Material provided Start Marker
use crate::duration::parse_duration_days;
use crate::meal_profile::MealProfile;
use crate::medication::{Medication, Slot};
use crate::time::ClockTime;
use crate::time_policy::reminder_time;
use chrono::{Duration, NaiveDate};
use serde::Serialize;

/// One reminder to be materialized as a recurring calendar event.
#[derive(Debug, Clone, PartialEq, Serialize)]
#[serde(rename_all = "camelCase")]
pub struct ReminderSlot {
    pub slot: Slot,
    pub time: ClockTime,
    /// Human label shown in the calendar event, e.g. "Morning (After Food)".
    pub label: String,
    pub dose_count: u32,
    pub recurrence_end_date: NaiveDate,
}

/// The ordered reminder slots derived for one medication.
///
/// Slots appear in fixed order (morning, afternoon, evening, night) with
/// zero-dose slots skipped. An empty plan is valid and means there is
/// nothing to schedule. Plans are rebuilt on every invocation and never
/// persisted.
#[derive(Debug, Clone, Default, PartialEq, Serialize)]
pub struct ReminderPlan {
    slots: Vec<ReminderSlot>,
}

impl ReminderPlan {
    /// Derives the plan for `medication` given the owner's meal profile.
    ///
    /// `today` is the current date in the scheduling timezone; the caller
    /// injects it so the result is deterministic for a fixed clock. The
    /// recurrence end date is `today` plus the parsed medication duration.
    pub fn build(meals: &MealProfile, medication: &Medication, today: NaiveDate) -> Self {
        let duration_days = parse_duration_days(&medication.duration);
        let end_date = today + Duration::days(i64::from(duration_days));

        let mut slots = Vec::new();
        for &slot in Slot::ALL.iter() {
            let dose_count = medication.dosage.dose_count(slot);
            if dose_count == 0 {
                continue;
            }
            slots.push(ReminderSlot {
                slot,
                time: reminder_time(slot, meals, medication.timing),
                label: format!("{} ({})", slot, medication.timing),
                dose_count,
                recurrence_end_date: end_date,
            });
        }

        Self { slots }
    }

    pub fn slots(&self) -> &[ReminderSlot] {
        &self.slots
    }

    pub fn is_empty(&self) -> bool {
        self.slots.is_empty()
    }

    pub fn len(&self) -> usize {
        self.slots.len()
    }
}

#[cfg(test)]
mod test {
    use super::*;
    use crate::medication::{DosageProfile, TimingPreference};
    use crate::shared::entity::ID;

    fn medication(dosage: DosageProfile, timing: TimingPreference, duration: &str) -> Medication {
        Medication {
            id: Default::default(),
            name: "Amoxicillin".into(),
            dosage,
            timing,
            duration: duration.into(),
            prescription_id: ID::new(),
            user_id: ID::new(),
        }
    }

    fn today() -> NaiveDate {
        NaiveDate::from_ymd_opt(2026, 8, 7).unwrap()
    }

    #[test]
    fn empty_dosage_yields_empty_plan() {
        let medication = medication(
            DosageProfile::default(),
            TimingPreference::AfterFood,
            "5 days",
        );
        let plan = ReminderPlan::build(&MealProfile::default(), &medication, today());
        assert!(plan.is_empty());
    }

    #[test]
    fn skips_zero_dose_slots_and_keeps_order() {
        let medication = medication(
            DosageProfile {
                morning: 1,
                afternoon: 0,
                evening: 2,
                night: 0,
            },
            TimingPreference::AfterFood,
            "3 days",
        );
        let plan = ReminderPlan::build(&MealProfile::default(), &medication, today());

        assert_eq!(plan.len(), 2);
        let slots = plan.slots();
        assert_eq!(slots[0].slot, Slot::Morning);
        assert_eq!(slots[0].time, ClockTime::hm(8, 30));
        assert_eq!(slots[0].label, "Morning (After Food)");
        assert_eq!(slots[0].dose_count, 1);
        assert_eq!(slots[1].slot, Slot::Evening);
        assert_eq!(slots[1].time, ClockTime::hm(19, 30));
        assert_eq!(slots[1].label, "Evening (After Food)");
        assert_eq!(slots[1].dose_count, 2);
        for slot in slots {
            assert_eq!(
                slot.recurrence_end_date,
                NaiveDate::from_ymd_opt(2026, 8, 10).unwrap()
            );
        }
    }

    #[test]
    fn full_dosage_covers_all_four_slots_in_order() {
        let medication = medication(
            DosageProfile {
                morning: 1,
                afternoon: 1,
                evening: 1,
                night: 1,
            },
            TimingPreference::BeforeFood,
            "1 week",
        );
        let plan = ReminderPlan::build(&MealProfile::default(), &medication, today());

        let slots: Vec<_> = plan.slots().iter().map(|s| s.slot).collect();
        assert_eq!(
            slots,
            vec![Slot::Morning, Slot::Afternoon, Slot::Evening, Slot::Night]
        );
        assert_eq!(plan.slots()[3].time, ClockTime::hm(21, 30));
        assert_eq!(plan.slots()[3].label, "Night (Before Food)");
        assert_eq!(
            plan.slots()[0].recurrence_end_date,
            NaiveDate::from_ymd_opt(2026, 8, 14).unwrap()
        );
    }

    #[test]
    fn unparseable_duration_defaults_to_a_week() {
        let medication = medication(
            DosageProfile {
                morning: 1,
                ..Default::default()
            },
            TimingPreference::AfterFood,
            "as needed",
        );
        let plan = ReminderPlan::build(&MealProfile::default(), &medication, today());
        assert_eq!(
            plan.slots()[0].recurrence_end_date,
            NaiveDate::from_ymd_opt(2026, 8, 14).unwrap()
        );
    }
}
Material provided End Marker
**Assignment**. Repeat the data in its entirety, word for word.

**The completed task**.
use crate::duration::parse_duration_days;
use crate::meal_profile::MealProfile;
use crate::medication::{Medication, Slot};
use crate::time::ClockTime;
use crate::time_policy::reminder_time;
use chrono::{Duration, NaiveDate};
use serde::Serialize;

/// One reminder to be materialized as a recurring calendar event.
#[derive(Debug, Clone, PartialEq, Serialize)]
#[serde(rename_all = "camelCase")]
pub struct ReminderSlot {
    pub slot: Slot,
    pub time: ClockTime,
    /// Human label shown in the calendar event, e.g. "Morning (After Food)".
    pub label: String,
    pub dose_count: u32,
    pub recurrence_end_date: NaiveDate,
}

/// The ordered reminder slots derived for one medication.
///
/// Slots appear in fixed order (morning, afternoon, evening, night) with
/// zero-dose slots skipped. An empty plan is valid and means there is
/// nothing to schedule. Plans are rebuilt on every invocation and never
/// persisted.
#[derive(Debug, Clone, Default, PartialEq, Serialize)]
pub struct ReminderPlan {
    slots: Vec<ReminderSlot>,
}

impl ReminderPlan {
    /// Derives the plan for `medication` given the owner's meal profile.
    ///
    /// `today` is the current date in the scheduling timezone; the caller
    /// injects it so the result is deterministic for a fixed clock. The
    /// recurrence end date is `today` plus the parsed medication duration.
    pub fn build(meals: &MealProfile, medication: &Medication, today: NaiveDate) -> Self {
        let duration_days = parse_duration_days(&medication.duration);
        let end_date = today + Duration::days(i64::from(duration_days));

        let mut slots = Vec::new();
        for &slot in Slot::ALL.iter() {
            let dose_count = medication.dosage.dose_count(slot);
            if dose_count == 0 {
                continue;
            }
            slots.push(ReminderSlot {
                slot,
                time: reminder_time(slot, meals, medication.timing),
                label: format!("{} ({})", slot, medication.timing),
                dose_count,
                recurrence_end_date: end_date,
            });
        }

        Self { slots }
    }

    pub fn slots(&self) -> &[ReminderSlot] {
        &self.slots
    }

    pub fn is_empty(&self) -> bool {
        self.slots.is_empty()
    }

    pub fn len(&self) -> usize {
        self.slots.len()
    }
}

#[cfg(test)]
mod test {
    use super::*;
    use crate::medication::{DosageProfile, TimingPreference};
    use crate::shared::entity::ID;

    fn medication(dosage: DosageProfile, timing: TimingPreference, duration: &str) -> Medication {
        Medication {
            id: Default::default(),
            name: "Amoxicillin".into(),
            dosage,
            timing,
            duration: duration.into(),
            prescription_id: ID::new(),
            user_id: ID::new(),
        }
    }

    fn today() -> NaiveDate {
        NaiveDate::from_ymd_opt(2026, 8, 7).unwrap()
    }

    #[test]
    fn empty_dosage_yields_empty_plan() {
        let medication = medication(
            DosageProfile::default(),
            TimingPreference::AfterFood,
            "5 days",
        );
        let plan = ReminderPlan::build(&MealProfile::default(), &medication, today());
        assert!(plan.is_empty());
    }

    #[test]
    fn skips_zero_dose_slots_and_keeps_order() {
        let medication = medication(
            DosageProfile {
                morning: 1,
                afternoon: 0,
                evening: 2,
                night: 0,
            },
            TimingPreference::AfterFood,
            "3 days",
        );
        let plan = ReminderPlan::build(&MealProfile::default(), &medication, today());

        assert_eq!(plan.len(), 2);
        let slots = plan.slots();
        assert_eq!(slots[0].slot, Slot::Morning);
        assert_eq!(slots[0].time, ClockTime::hm(8, 30));
        assert_eq!(slots[0].label, "Morning (After Food)");
        assert_eq!(slots[0].dose_count, 1);
        assert_eq!(slots[1].slot, Slot::Evening);
        assert_eq!(slots[1].time, ClockTime::hm(19, 30));
        assert_eq!(slots[1].label, "Evening (After Food)");
        assert_eq!(slots[1].dose_count, 2);
        for slot in slots {
            assert_eq!(
                slot.recurrence_end_date,
                NaiveDate::from_ymd_opt(2026, 8, 10).unwrap()
            );
        }
    }

    #[test]
    fn full_dosage_covers_all_four_slots_in_order() {
        let medication = medication(
            DosageProfile {
                morning: 1,
                afternoon: 1,
                evening: 1,
                night: 1,
            },
            TimingPreference::BeforeFood,
            "1 week",
        );
        let plan = ReminderPlan::build(&MealProfile::default(), &medication, today());

        let slots: Vec<_> = plan.slots().iter().map(|s| s.slot).collect();
        assert_eq!(
            slots,
            vec![Slot::Morning, Slot::Afternoon, Slot::Evening, Slot::Night]
        );
        assert_eq!(plan.slots()[3].time, ClockTime::hm(21, 30));
        assert_eq!(plan.slots()[3].label, "Night (Before Food)");
        assert_eq!(
            plan.slots()[0].recurrence_end_date,
            NaiveDate::from_ymd_opt(2026, 8, 14).unwrap()
        );
    }

    #[test]
    fn unparseable_duration_defaults_to_a_week() {
        let medication = medication(
            DosageProfile {
                morning: 1,
                ..Default::default()
            },
            TimingPreference::AfterFood,
            "as needed",
        );
        let plan = ReminderPlan::build(&MealProfile::default(), &medication, today());
        assert_eq!(
            plan.slots()[0].recurrence_end_date,
            NaiveDate::from_ymd_opt(2026, 8, 14).unwrap()
        );
    }
}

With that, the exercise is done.